So and So Reclining on Her Couch by Wallace Stevens
Though I haven’t read a great deal of Stevens’s poems, some of what I have read really intrigues me. Also, one of my poetry pals is really inspired by him. This poem, read by the author, was included in Poetry on Record. I’ve never been all that into art because for me, words speak more than pictures. I don’t really want to invent a story about a painting or sculpture. I want someone else to do it for me. Perhaps for that reason, I quite like poems about art. Some examples that spring to mind are: Manet’s Olympia by Margaret Atwood, Landscape with the Fall of Icarus by William Carlos Williams, and Musée des Beaux Arts by W.H. Auden.

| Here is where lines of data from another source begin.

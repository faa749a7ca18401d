//! lumen-compositor: a small compositor layer over lumen-gfx.
//!
//! Responsibilities:
//! - Own the current rendering-device binding ([`GraphicsDevice`]) and fire
//!   "rendering device replaced" callbacks when it changes.
//! - Manage atlas-backed drawing surfaces with begin/end draw sessions and
//!   copy uploaded textures into them at the right atlas offset.
//! - Run the device-loss recovery loop that rebuilds and rebinds the device.

mod atlas;
mod brush;
mod graphics;
mod recovery;
mod surface;

pub use atlas::{AtlasAllocator, AtlasOffset};
pub use brush::{BrushPlacement, SurfaceBrush};
pub use graphics::{GraphicsDevice, ReplacedCallback};
pub use recovery::{REBUILD_BACKOFF, RecoveryState, rebuild_with_backoff, spawn_recovery};
pub use surface::{DrawError, SurfaceId};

So and So Reclining on Her Couch
By Wallace Stevens
On her side, reclining on her elbow.
This mechanism, this apparition,
Suppose we call it Projection A.
She floats in the air at the level of
The eye, completely anonymous,
Born, as she was, at twenty-one,
Without lineage or language, only
The curving of her hip, as motionless gesture,
Eyes dripping blue, so much to learn.
If just above her head there hung,
Suspended in air, the slightest crown
Of Gothic prong and practick bright,
The suspension, as in solid space,
The suspending hand withdrawn, would be
An invisible gesture. Let this be called
Projection B. To get at the thing
Without gestures is to get at it as
Idea. She floats in the contention, the flux
Between the thing as idea and
The idea as thing. She is half who made her.
This is the final projection, C.
The arrangement contains the desire of
The artist. But one confides in what has no
Concealed creator. One walks easily
The unpainted shore, accepts the world
As anything but sculpture. Good-bye,
Mrs. Pappadopoulos, and thanks.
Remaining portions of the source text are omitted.